People don't say that. But those are precisely the things that need to happen- the things I really need to work on- in order to make a marriage work. One of my best friends in the world, Andrea, uses a great phrase when talking about loving your significant other: loving them in the verb, as opposed to the emotion. And that's exactly what this Love Dare book is all about: going beyond the lovey dovey, ooey gooey, butterflies in your stomach love, and putting actions to your emotions (particularly when your emotions aren't lovey dovey). 

Let's be clear, though- I'm not talking about the kind of love the world talks about. I'm talking about Perfect Love- the only kind of love that makes this life worth while. The other day- during another one of these little tiffs- I frustratedly sat down and flipped open my bible, and happened to open to 1 Corinthians 13. Everyone knows it- even the most antireligious person: 
"Love is patient, love is kind. It does not envy, it does not boast, it is not proud. It is not rude, it is not self-seeking, it is not easily angered, it keeps no record of wrongs. Love does not delight in evil but rejoices with the truth. It always protects, always trusts, always hopes, always perseveres".
...I could honestly sit there and say that I was NOT fulfilling a single description... Why? Because I have been so fixated on the negative, on the intensity, on me my i mine self.

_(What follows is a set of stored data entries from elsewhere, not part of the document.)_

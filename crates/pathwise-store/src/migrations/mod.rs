//! Database migration runner.
//!
//! Migrations are executed in order on every [`Database::open_at`] call.
//! Each migration is guarded by a `user_version` pragma so it runs exactly
//! once.
//!
//! [`Database::open_at`]: crate::Database::open_at

pub mod v001_initial;
pub mod v002_catalog_mirror;

use rusqlite::Connection;

use crate::error::{Result, StoreError};

/// Current schema version.  Bump this and add a new migration module whenever
/// the schema changes.
pub const CURRENT_VERSION: u32 = 2;

/// Run all pending migrations against the open connection.
pub fn run_migrations(conn: &Connection) -> Result<()> {
    let current: u32 = conn.pragma_query_value(None, "user_version", |row| row.get(0))?;

    tracing::info!(
        current_version = current,
        target_version = CURRENT_VERSION,
        "checking database migrations"
    );

    if current < 1 {
        tracing::info!("applying migration v001_initial");
        v001_initial::up(conn).map_err(|e| StoreError::Migration(e.to_string()))?;
        conn.pragma_update(None, "user_version", 1)?;
    }

    if current < 2 {
        tracing::info!("applying migration v002_catalog_mirror");
        v002_catalog_mirror::up(conn).map_err(|e| StoreError::Migration(e.to_string()))?;
        conn.pragma_update(None, "user_version", 2)?;
    }

    Ok(())
}
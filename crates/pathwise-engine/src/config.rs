//! Tuning knobs for the recommendation strategies.
//!
//! Everything the strategies treat as a threshold, cap, score band or expiry
//! window lives here and is handed to the engine at construction.

use chrono::Duration;

use pathwise_shared::Strategy;

#[derive(Debug, Clone)]
pub struct DiscoveryConfig {
    /// Minimum share of the target's completed courses a peer must also have
    /// completed, in percent.
    pub similarity_threshold_percent: u32,
    pub collaborative_cap: usize,
    pub collaborative_base_score: u8,
    pub collaborative_ttl: Duration,

    pub skill_cap: usize,
    /// Scores for next skill / building on fundamentals / advanced technique.
    pub skill_bands: [u8; 3],
    pub skill_ttl: Duration,

    /// Followed accounts required before the social strategy produces anything.
    pub social_min_following: usize,
    pub social_cap: usize,
    pub social_base_score: u8,
    pub social_ttl: Duration,

    pub trending_cap: u32,
    pub trending_score_multiplier: f64,
    pub trending_ttl: Duration,
}

impl Default for DiscoveryConfig {
    fn default() -> Self {
        Self {
            similarity_threshold_percent: 80,
            collaborative_cap: 20,
            collaborative_base_score: 90,
            collaborative_ttl: Duration::days(7),

            skill_cap: 10,
            skill_bands: [88, 85, 82],
            skill_ttl: Duration::days(7),

            social_min_following: 3,
            social_cap: 15,
            social_base_score: 85,
            social_ttl: Duration::days(3),

            trending_cap: 10,
            trending_score_multiplier: 10.0,
            trending_ttl: Duration::hours(24),
        }
    }
}

impl DiscoveryConfig {
    /// How long rows written by `strategy` stay live.
    pub fn ttl(&self, strategy: Strategy) -> Duration {
        match strategy {
            Strategy::CollaborativeFiltering => self.collaborative_ttl,
            Strategy::SkillAdjacency => self.skill_ttl,
            Strategy::SocialSignal => self.social_ttl,
            Strategy::Trending => self.trending_ttl,
        }
    }
}

/// `base`, `base - 1`, ... by list position, bottoming out at zero.
pub(crate) fn descending_score(base: u8, position: usize) -> u8 {
    let step = u8::try_from(position).unwrap_or(u8::MAX);
    base.saturating_sub(step)
}
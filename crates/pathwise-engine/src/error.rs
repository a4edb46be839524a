use pathwise_store::StoreError;
use thiserror::Error;

/// Failure reported by an external collaborator (course progress, identity).
#[derive(Error, Debug, Clone, PartialEq, Eq)]
pub enum ProviderError {
    #[error("{0} is unavailable")]
    Unavailable(String),

    #[error("{0} timed out")]
    TimedOut(String),
}

/// Errors surfaced by engine operations.
#[derive(Error, Debug)]
pub enum DiscoveryError {
    /// Rejected before any write; never worth retrying.
    #[error("Validation error: {0}")]
    Validation(String),

    #[error("Not found: {0}")]
    NotFound(String),

    /// Lock contention or timeout in the store; the caller may retry.
    #[error("Store temporarily unavailable: {0}")]
    Transient(String),

    #[error("Store error: {0}")]
    Store(StoreError),

    #[error("Provider error: {0}")]
    Provider(#[from] ProviderError),
}

impl DiscoveryError {
    pub fn is_retryable(&self) -> bool {
        matches!(self, DiscoveryError::Transient(_) | DiscoveryError::Provider(_))
    }
}

impl From<StoreError> for DiscoveryError {
    fn from(err: StoreError) -> Self {
        if err.is_transient() {
            return DiscoveryError::Transient(err.to_string());
        }
        match err {
            StoreError::Validation(msg) => DiscoveryError::Validation(msg),
            StoreError::NotFound => DiscoveryError::NotFound("record".into()),
            other => DiscoveryError::Store(other),
        }
    }
}

pub type Result<T> = std::result::Result<T, DiscoveryError>;
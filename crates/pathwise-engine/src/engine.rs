//! The discovery engine facade.
//!
//! [`DiscoveryEngine`] owns the read-only collaborators (providers, skill
//! graph, achievement catalog, strategy list) and borrows the store per call,
//! so the caller decides how the connection is shared.

use std::collections::BTreeMap;
use std::str::FromStr;
use std::sync::Arc;

use chrono::{DateTime, Utc};
use serde::Serialize;
use tracing::{info, warn};

use pathwise_shared::constants::{feed_limit, DEFAULT_TRENDING_LIMIT};
use pathwise_shared::{CourseId, ParseError, Rarity, Strategy, UserId};
use pathwise_store::{
    ActivityEvent, Database, Recommendation, TrendingEntry, UnlockedAchievement,
};

use crate::achievements::{AchievementCatalog, AchievementDefinition};
use crate::config::DiscoveryConfig;
use crate::error::{DiscoveryError, Result};
use crate::evaluator::{self, EvaluationOutcome};
use crate::providers::{CourseProgress, IdentityProvider};
use crate::skill_graph::SkillGraph;
use crate::strategies::{
    default_strategies, run_all, GenerationReport, RecommendationStrategy, StrategyContext,
};
use crate::velocity::{build_snapshot, lookback_start, window_counts};

/// Recent public events shown on a profile.
const PROFILE_ACTIVITY_LIMIT: u32 = 20;

/// Which strategies a recommendation read covers.
#[derive(Debug, Clone, Copy, Default, PartialEq, Eq)]
pub enum StrategyFilter {
    #[default]
    All,
    Only(Strategy),
}

impl StrategyFilter {
    pub fn strategy(&self) -> Option<Strategy> {
        match self {
            StrategyFilter::All => None,
            StrategyFilter::Only(s) => Some(*s),
        }
    }
}

impl FromStr for StrategyFilter {
    type Err = ParseError;

    fn from_str(s: &str) -> std::result::Result<Self, Self::Err> {
        match s {
            "" | "all" => Ok(StrategyFilter::All),
            other => other.parse().map(StrategyFilter::Only),
        }
    }
}

/// One named group of recommendations for presentation.
#[derive(Debug, Clone, Serialize)]
pub struct RecommendationSection {
    pub title: &'static str,
    pub items: Vec<Recommendation>,
}

#[derive(Debug, Clone, Serialize)]
pub struct ProfileAchievement {
    pub id: String,
    pub name: String,
    /// `None` when the definition has since been retired.
    pub rarity: Option<Rarity>,
    pub unlocked_at: DateTime<Utc>,
}

/// The public "living resume" of a learner.
#[derive(Debug, Clone, Serialize)]
pub struct Profile {
    pub user_id: UserId,
    pub archetype: Option<String>,
    pub achievements: Vec<ProfileAchievement>,
    pub completed_courses: Vec<CourseId>,
    pub followers: u32,
    pub following: u32,
    pub recent_activity: Vec<ActivityEvent>,
}

pub struct DiscoveryEngine {
    progress: Arc<dyn CourseProgress>,
    identity: Arc<dyn IdentityProvider>,
    skills: Arc<SkillGraph>,
    achievements: Arc<AchievementCatalog>,
    config: DiscoveryConfig,
    strategies: Vec<Box<dyn RecommendationStrategy>>,
}

impl DiscoveryEngine {
    pub fn new(progress: Arc<dyn CourseProgress>, identity: Arc<dyn IdentityProvider>) -> Self {
        Self {
            progress,
            identity,
            skills: Arc::new(SkillGraph::builtin()),
            achievements: Arc::new(AchievementCatalog::builtin()),
            config: DiscoveryConfig::default(),
            strategies: default_strategies(),
        }
    }

    pub fn with_config(mut self, config: DiscoveryConfig) -> Self {
        self.config = config;
        self
    }

    pub fn with_skill_graph(mut self, skills: SkillGraph) -> Self {
        self.skills = Arc::new(skills);
        self
    }

    pub fn with_achievements(mut self, achievements: AchievementCatalog) -> Self {
        self.achievements = Arc::new(achievements);
        self
    }

    pub fn config(&self) -> &DiscoveryConfig {
        &self.config
    }

    // ------------------------------------------------------------------
    // Social graph and activity
    // ------------------------------------------------------------------

    /// Follow `target`.  A new edge is announced with a public
    /// `user_followed` event in the same write; a repeated follow changes
    /// nothing.
    pub fn follow(&self, db: &Database, follower: UserId, target: UserId) -> Result<bool> {
        Ok(db.follow(follower, target)?)
    }

    pub fn unfollow(&self, db: &Database, follower: UserId, target: UserId) -> Result<()> {
        db.unfollow(follower, target).map_err(|e| match DiscoveryError::from(e) {
            DiscoveryError::NotFound(_) => {
                DiscoveryError::NotFound(format!("{follower} does not follow {target}"))
            }
            other => other,
        })
    }

    pub fn followers(&self, db: &Database, user: UserId) -> Result<Vec<UserId>> {
        Ok(db.followers(user)?)
    }

    pub fn following(&self, db: &Database, user: UserId) -> Result<Vec<UserId>> {
        Ok(db.following(user)?)
    }

    pub fn record_activity(&self, db: &Database, event: &ActivityEvent) -> Result<()> {
        Ok(db.record_activity(event)?)
    }

    /// Feed for `user`; `limit` is clamped to the allowed page size.
    pub fn feed(&self, db: &Database, user: UserId, limit: Option<i64>) -> Result<Vec<ActivityEvent>> {
        Ok(db.feed(user, feed_limit(limit))?)
    }

    // ------------------------------------------------------------------
    // Recommendations
    // ------------------------------------------------------------------

    pub fn recommendations(
        &self,
        db: &Database,
        user: UserId,
        filter: StrategyFilter,
        now: DateTime<Utc>,
    ) -> Result<Vec<Recommendation>> {
        Ok(db.live_recommendations(user, filter.strategy(), now)?)
    }

    /// Group rows by section, keeping each section's order.  Strategies with
    /// nothing live are left out, so no rows means an empty map.
    pub fn group_by_section(
        recommendations: Vec<Recommendation>,
    ) -> BTreeMap<&'static str, RecommendationSection> {
        let mut sections: BTreeMap<&'static str, RecommendationSection> = BTreeMap::new();
        for rec in recommendations {
            let strategy = rec.strategy;
            sections
                .entry(strategy.section())
                .or_insert_with(|| RecommendationSection {
                    title: strategy.section_title(),
                    items: Vec::new(),
                })
                .items
                .push(rec);
        }
        sections
    }

    pub fn generate_recommendations(&self, db: &Database, user: UserId) -> Result<GenerationReport> {
        self.generate_recommendations_at(db, user, Utc::now())
    }

    /// Run every strategy for `user`.  Strategy failures are reported, not
    /// returned; only an invalid user fails the call.
    pub fn generate_recommendations_at(
        &self,
        db: &Database,
        user: UserId,
        now: DateTime<Utc>,
    ) -> Result<GenerationReport> {
        if user.is_nil() {
            return Err(DiscoveryError::Validation("user id is required".into()));
        }

        let ctx = StrategyContext {
            user,
            now,
            db,
            progress: self.progress.as_ref(),
            skills: &self.skills,
            config: &self.config,
        };
        let report = run_all(&self.strategies, &ctx);

        let failed = report.failed().count();
        if failed > 0 {
            warn!(user = %user, failed, written = report.total_written(), "recommendations partially generated");
        } else {
            info!(user = %user, written = report.total_written(), "recommendations generated");
        }
        Ok(report)
    }

    pub fn purge_expired(&self, db: &Database, now: DateTime<Utc>) -> Result<usize> {
        let purged = db.purge_expired_recommendations(now)?;
        if purged > 0 {
            info!(purged, "expired recommendations purged");
        }
        Ok(purged)
    }

    // ------------------------------------------------------------------
    // Trending
    // ------------------------------------------------------------------

    /// Recompute velocity for the whole catalog and swap the snapshot.
    ///
    /// Any provider failure aborts before the store is touched, so readers
    /// keep the previous snapshot.  Returns the number of ranked courses.
    pub fn refresh_trending(&self, db: &mut Database, now: DateTime<Utc>) -> Result<usize> {
        let since = lookback_start(now);
        let mut samples = Vec::new();
        for course in self.progress.catalog()? {
            let stamps = self.progress.enrollment_timestamps(course.id, since)?;
            let counts = window_counts(&stamps, now);
            samples.push((course, counts));
        }

        let snapshot = build_snapshot(samples, now);
        db.replace_trending(&snapshot)?;
        Ok(snapshot.len())
    }

    pub fn trending(&self, db: &Database, limit: Option<u32>) -> Result<Vec<TrendingEntry>> {
        Ok(db.top_trending(limit.unwrap_or(DEFAULT_TRENDING_LIMIT))?)
    }

    // ------------------------------------------------------------------
    // Achievements and profile
    // ------------------------------------------------------------------

    pub fn evaluate_achievements(&self, db: &mut Database, user: UserId) -> Result<EvaluationOutcome> {
        if user.is_nil() {
            return Err(DiscoveryError::Validation("user id is required".into()));
        }
        evaluator::evaluate(db, self.progress.as_ref(), &self.achievements, user, Utc::now())
    }

    pub fn unlocked_achievements(&self, db: &Database, user: UserId) -> Result<Vec<UnlockedAchievement>> {
        Ok(db.unlocked_achievements(user)?)
    }

    pub fn achievement(&self, id: &str) -> Result<&AchievementDefinition> {
        self.achievements
            .get(id)
            .ok_or_else(|| DiscoveryError::NotFound(format!("achievement {id}")))
    }

    pub fn achievement_catalog(&self) -> &AchievementCatalog {
        &self.achievements
    }

    pub fn profile(&self, db: &Database, user: UserId) -> Result<Profile> {
        let archetype = self.identity.archetype(user)?.map(|a| a.name);

        let mut completed_courses: Vec<_> =
            self.progress.completed_courses(user)?.into_iter().collect();
        completed_courses.sort();

        let achievements = db
            .unlocked_achievements(user)?
            .into_iter()
            .map(|unlock| {
                let definition = self.achievements.get(&unlock.achievement_id);
                ProfileAchievement {
                    name: definition
                        .map(|d| d.name.clone())
                        .unwrap_or_else(|| unlock.achievement_id.clone()),
                    rarity: definition.map(|d| d.rarity),
                    id: unlock.achievement_id,
                    unlocked_at: unlock.unlocked_at,
                }
            })
            .collect();

        Ok(Profile {
            user_id: user,
            archetype,
            achievements,
            completed_courses,
            followers: db.follower_count(user)?,
            following: db.following_count(user)?,
            recent_activity: db.public_activity(user, PROFILE_ACTIVITY_LIMIT)?,
        })
    }
}
//! # pathwise-shared
//!
//! Identifiers, domain enums and tuning constants shared by the store, the
//! discovery engine and the HTTP server.

pub mod constants;
pub mod error;
pub mod types;

pub use error::ParseError;
pub use types::*;
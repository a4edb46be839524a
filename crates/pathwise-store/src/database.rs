//! Database connection management.
//!
//! The [`Database`] struct owns a [`rusqlite::Connection`] and guarantees that
//! migrations are run before any other operation.
//!
//! Every connection runs in WAL mode with a busy timeout. WAL lets readers on
//! other connections keep seeing the last committed snapshot while a writer
//! holds an open transaction, which is what the trending cache replacement
//! relies on.

use std::path::{Path, PathBuf};
use std::time::Duration;

use directories::ProjectDirs;
use rusqlite::Connection;

use crate::error::{Result, StoreError};
use crate::migrations;

/// Wrapper around a [`rusqlite::Connection`].
pub struct Database {
    conn: Connection,
}

impl Database {
    /// Resolve (and create the parent directory of) the default database path.
    ///
    /// The database file is placed in the platform-appropriate data directory:
    /// - Linux:   `~/.local/share/pathwise/pathwise.db`
    /// - macOS:   `~/Library/Application Support/com.pathwise.pathwise/pathwise.db`
    /// - Windows: `{FOLDERID_RoamingAppData}\pathwise\pathwise\data\pathwise.db`
    pub fn default_path() -> Result<PathBuf> {
        let project_dirs =
            ProjectDirs::from("com", "pathwise", "pathwise").ok_or(StoreError::NoDataDir)?;

        let data_dir = project_dirs.data_dir();
        std::fs::create_dir_all(data_dir)?;

        Ok(data_dir.join("pathwise.db"))
    }

    /// Open (or create) a database at an explicit path.
    ///
    /// Several handles may be opened on the same file; each gets its own
    /// connection and sees committed data only.
    pub fn open_at(path: &Path, busy_timeout: Duration) -> Result<Self> {
        let conn = Connection::open(path)?;

        conn.pragma_update(None, "journal_mode", "WAL")?;
        conn.pragma_update(None, "foreign_keys", "ON")?;
        conn.busy_timeout(busy_timeout)?;

        migrations::run_migrations(&conn)?;

        Ok(Self { conn })
    }

    /// Return a reference to the underlying `rusqlite::Connection`.
    ///
    /// Callers should prefer the typed helpers, but direct access is
    /// occasionally needed for ad-hoc queries.
    pub fn conn(&self) -> &Connection {
        &self.conn
    }

    /// Return a mutable reference to the underlying connection.
    pub fn conn_mut(&mut self) -> &mut Connection {
        &mut self.conn
    }

    /// Return the filesystem path of the open database (if any).
    pub fn path(&self) -> Option<PathBuf> {
        self.conn.path().map(PathBuf::from)
    }
}

#[cfg(test)]
pub(crate) mod tests {
    use super::*;

    /// Fresh on-disk database; keep the `TempDir` alive for the test's duration.
    pub(crate) fn temp_db() -> (Database, tempfile::TempDir) {
        let dir = tempfile::tempdir().unwrap();
        let db = Database::open_at(&dir.path().join("test.db"), Duration::from_secs(5))
            .expect("should open");
        (db, dir)
    }

    #[test]
    fn open_round_trip() {
        let (db, _dir) = temp_db();
        assert!(db.path().is_some());

        let version: u32 = db
            .conn()
            .pragma_query_value(None, "user_version", |row| row.get(0))
            .unwrap();
        assert_eq!(version, migrations::CURRENT_VERSION);
    }

    #[test]
    fn reopen_is_idempotent() {
        let dir = tempfile::tempdir().unwrap();
        let path = dir.path().join("again.db");
        drop(Database::open_at(&path, Duration::from_secs(1)).unwrap());
        let db = Database::open_at(&path, Duration::from_secs(1)).unwrap();

        let mode: String = db
            .conn()
            .pragma_query_value(None, "journal_mode", |row| row.get(0))
            .unwrap();
        assert_eq!(mode.to_lowercase(), "wal");
    }
}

So I went back to one of my favorite parts of The Love Dare. Going off of, 'Love believes all things, hopes all things', Kendrick says
"In the deep & private corridors of your heart, there is a room. It's called the Appreciation Room. It's where your thoughts go when you encounter positive & encouraging things about your spouse... Most things in the Appreciation Room were likely written in the initial stages of your relationship. You could summarize them as things you liked & respected about your loved one... And you spent a great deal of time dwelling on them in this room... before you were married... Down another darker corridor of your heart lies the Depreciation Room, and unfortunately you visit there as well. ...The more time you spend in this place, the more your heart devalues your spouse... You may say, 'but these things are true!' Yes, but so are the things in the Appreciation Room... It's time to move into the Appreciation Room, to settle down & make it your home."

And that is exactly what I'm planning on doing.